Despite this widespread prevalence of embedded systems, computer science has, throughout its relatively short history, focused primarily on information processing. Only recently have embedded systems received much attention from researchers. And only recently has the community recognized that the engineering techniques required to design and analyze these systems are distinct. Although embedded systems have been in use since the 1970s, for most of their history they were seen simply as small computers. The principal engineering problem was understood to be one of coping with limited resources (limited processing power, limited energy sources, small memories, etc.). As such, the engineering challenge was to optimize the designs. Since all designs benefit from optimization, the discipline was not distinct from anything else in computer science. It just had to be more aggressive about applying the same optimization techniques.
Recently, the community has come to understand that the principal challenges in embedded systems stem from their interaction with physical processes, and not from their limited resources. The term cyber-physical systems (CPS) was coined by Helen Gill at the National Science Foundation in the U.S. to refer to the integration of computation with physical processes. In CPS, embedded computers and networks monitor and control the physical processes, usually with feedback loops where physical processes affect computations and vice versa. The design of such systems, therefore, requires understanding the joint dynamics of computers, software, networks, and physical processes. It is this study of joint dynamics that sets this discipline apart.
When studying CPS, certain key problems emerge that are rare in so-called generalpurpose computing. For example, in general-purpose software, the time it takes to perform a task is an issue of performance, not correctness. It is not incorrect to take longer to perform a task. It is merely less convenient and therefore less valuable. In CPS, the time it takes to perform a task may be critical to correct functioning of the system. In the physical world, as opposed to the cyber world, the passage of time is inexorable.

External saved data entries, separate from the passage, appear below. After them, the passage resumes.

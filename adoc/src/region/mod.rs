use std::ops::Range;
use std::sync::LazyLock;

use regex::Regex;

use crate::parser::error::{ParseError, ParseErrorKind};

/// A single-line comment whose text begins with `tag::<name>::` or
/// `end::<name>::`.
static MARKER_PATTERN: LazyLock<Regex> = LazyLock::new(|| {
    Regex::new(r"^\s*(?://+|#+|--+|;+|%+|/\*+|<!--|\(\*|')\s*(tag|end)::([^\s:]+)::").unwrap()
});

/// Result of filtering a source file by region.
#[derive(Debug, Clone, PartialEq, Eq)]
pub enum Extraction {
    /// No regions were requested: the file is used as is.
    Verbatim,
    Filtered {
        content: String,
        /// A region still open when the file ended. Tolerated, but worth
        /// reporting since its end marker is probably misspelled.
        unclosed: Option<String>,
    },
}

impl Extraction {
    /// The text to write, given the unfiltered source.
    pub fn into_content(self, source: &str) -> String {
        match self {
            Extraction::Verbatim => source.to_string(),
            Extraction::Filtered { content, .. } => content,
        }
    }
}

#[derive(Debug, Clone, Copy, PartialEq, Eq)]
enum Marker<'a> {
    Start(&'a str),
    End(&'a str),
}

fn classify(line: &str) -> Option<Marker<'_>> {
    let caps = MARKER_PATTERN.captures(line)?;
    let name = caps.get(2)?.as_str();
    match caps.get(1)?.as_str() {
        "tag" => Some(Marker::Start(name)),
        _ => Some(Marker::End(name)),
    }
}

/// Split an `include-tags` value such as `setup; teardown` into names.
pub fn parse_region_list(value: &str) -> Vec<String> {
    value
        .split(';')
        .map(str::trim)
        .filter(|name| !name.is_empty())
        .map(str::to_string)
        .collect()
}

/// Keep the lines outside any region plus the lines of the requested
/// regions. Marker lines themselves are never kept.
///
/// Fails when a region starts while another one is still open; nested
/// regions are not supported.
pub fn extract(
    source: &str,
    file_id: usize,
    requested: &[String],
) -> Result<Extraction, ParseError> {
    Ok(extract_with_warnings(source, file_id, requested)?.0)
}

/// Like [`extract`], but also returns a warning for a region left open
/// at end of file, pointing at its start marker.
pub fn extract_with_warnings(
    source: &str,
    file_id: usize,
    requested: &[String],
) -> Result<(Extraction, Option<ParseError>), ParseError> {
    if requested.is_empty() {
        return Ok((Extraction::Verbatim, None));
    }

    let mut content = String::with_capacity(source.len());
    let mut current: Option<(&str, Range<usize>)> = None;
    let mut offset = 0;

    for line in source.split_inclusive('\n') {
        let span = offset..offset + line.trim_end().len();
        offset += line.len();

        match classify(line) {
            Some(Marker::Start(name)) => {
                if let Some((open, _)) = current {
                    return Err(ParseError::error(
                        ParseErrorKind::UnclosedRegion(open.to_string()),
                        span,
                        file_id,
                    )
                    .with_note(format!(
                        "add `end::{open}::` before starting region '{name}'"
                    )));
                }
                current = Some((name, span));
            }
            Some(Marker::End(name)) => {
                if current.as_ref().is_some_and(|(open, _)| *open == name) {
                    current = None;
                }
            }
            None => {
                let visible = match &current {
                    None => true,
                    Some((open, _)) => requested.iter().any(|r| r == open),
                };
                if visible {
                    content.push_str(line);
                }
            }
        }
    }

    let warning = current.as_ref().map(|(name, span)| {
        ParseError::warning(
            ParseErrorKind::UnterminatedRegion(name.to_string()),
            span.clone(),
            file_id,
        )
    });
    let extraction = Extraction::Filtered {
        content,
        unclosed: current.map(|(name, _)| name.to_string()),
    };
    Ok((extraction, warning))
}
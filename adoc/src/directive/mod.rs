use std::ops::Range;

use crate::attribute::Attributes;

/// Marker that identifies directives meant for the repository builder.
pub const DEFAULT_MARKER: &str = "bdd-";

/// One `include::path[attributes]` occurrence carrying builder metadata.
#[derive(Debug, Clone, PartialEq)]
pub struct Directive {
    /// Path of the included fragment, relative to the documentation root.
    pub source_path: String,
    pub attributes: Attributes,
    /// Byte span of the whole directive in its documentation file.
    pub span: Range<usize>,
    /// The documentation file ID (for error reporting with codespan-reporting).
    pub file_id: usize,
}

impl Directive {
    /// Look up an attribute by its unprefixed name, e.g. `repo` for `bdd-repo`.
    pub fn marked<'a>(&'a self, marker: &str, name: &str) -> Option<&'a str> {
        self.attributes
            .iter()
            .find(|(k, _)| k.strip_prefix(marker) == Some(name))
            .map(|(_, v)| v)
    }
}
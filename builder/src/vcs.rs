use std::fmt;
use std::path::Path;

use crate::error::BuildError;

/// What a finished process printed, and whether it exited successfully.
#[derive(Debug, Clone, Default, PartialEq, Eq)]
pub struct CommandOutput {
    pub success: bool,
    pub stdout: String,
    pub stderr: String,
}

impl CommandOutput {
    pub fn ok(stdout: impl Into<String>) -> Self {
        CommandOutput {
            success: true,
            stdout: stdout.into(),
            stderr: String::new(),
        }
    }

    pub fn failed(stderr: impl Into<String>) -> Self {
        CommandOutput {
            success: false,
            stdout: String::new(),
            stderr: stderr.into(),
        }
    }
}

impl From<std::process::Output> for CommandOutput {
    fn from(output: std::process::Output) -> Self {
        CommandOutput {
            success: output.status.success(),
            stdout: String::from_utf8_lossy(&output.stdout).into_owned(),
            stderr: String::from_utf8_lossy(&output.stderr).into_owned(),
        }
    }
}

/// How a destination path is recorded in the index.
#[derive(Debug, Clone, PartialEq, Eq)]
pub enum StageAction {
    Add,
    Remove,
    /// Any other verb, passed through to the tool untouched.
    Other(String),
}

impl StageAction {
    pub fn parse(value: &str) -> Self {
        match value.trim().to_ascii_lowercase().as_str() {
            "" | "add" => StageAction::Add,
            "remove" | "rm" | "delete" => StageAction::Remove,
            _ => StageAction::Other(value.trim().to_string()),
        }
    }

    pub fn is_add(&self) -> bool {
        matches!(self, StageAction::Add)
    }
}

impl fmt::Display for StageAction {
    fn fmt(&self, f: &mut fmt::Formatter<'_>) -> fmt::Result {
        match self {
            StageAction::Add => write!(f, "add"),
            StageAction::Remove => write!(f, "rm"),
            StageAction::Other(verb) => write!(f, "{}", verb),
        }
    }
}

/// Seconds since the Unix epoch, used as author and committer date.
pub type Timestamp = i64;

/// The version-control tool, driven one call at a time. Every call runs
/// with `dir` (the repository root) as working directory.
///
/// `Err` means the tool could not be started at all. A command that ran
/// and failed is an `Ok` output with `success == false`.
pub trait VersionControl {
    fn init(&mut self, dir: &Path) -> Result<CommandOutput, BuildError>;

    fn stage(
        &mut self,
        dir: &Path,
        path: &str,
        action: &StageAction,
    ) -> Result<CommandOutput, BuildError>;

    fn commit(
        &mut self,
        dir: &Path,
        message: &str,
        when: Timestamp,
    ) -> Result<CommandOutput, BuildError>;

    fn tag(
        &mut self,
        dir: &Path,
        name: &str,
        message: &str,
        when: Timestamp,
    ) -> Result<CommandOutput, BuildError>;

    /// Diff of the working tree against `since`, with `context` lines of
    /// context when given.
    fn diff(
        &mut self,
        dir: &Path,
        since: &str,
        context: Option<u32>,
    ) -> Result<CommandOutput, BuildError>;

    /// Run an arbitrary program with an argument vector.
    fn run(&mut self, dir: &Path, argv: &[String]) -> Result<CommandOutput, BuildError>;

    /// Run a line through the platform shell.
    fn run_shell(&mut self, dir: &Path, line: &str) -> Result<CommandOutput, BuildError>;
}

In CPS, moreover, many things happen at once. Physical processes are compositions of many things going on at once, unlike software processes, which are deeply rooted in sequential steps. Abelson and Sussman (1996) describe computer science as “procedural epistemology,” knowledge through procedure. In the physical world, by contrast, processes are rarely procedural. Physical processes are compositions of many parallel processes. Measuring and controlling the dynamics of these processes by orchestrating actions that influence the processes are the main tasks of embedded systems. Consequently, concurrency is intrinsic in CPS. Many of the technical challenges in designing and analyzing embedded software stem from the need to bridge an inherently sequential semantics with an intrinsically concurrent physical world.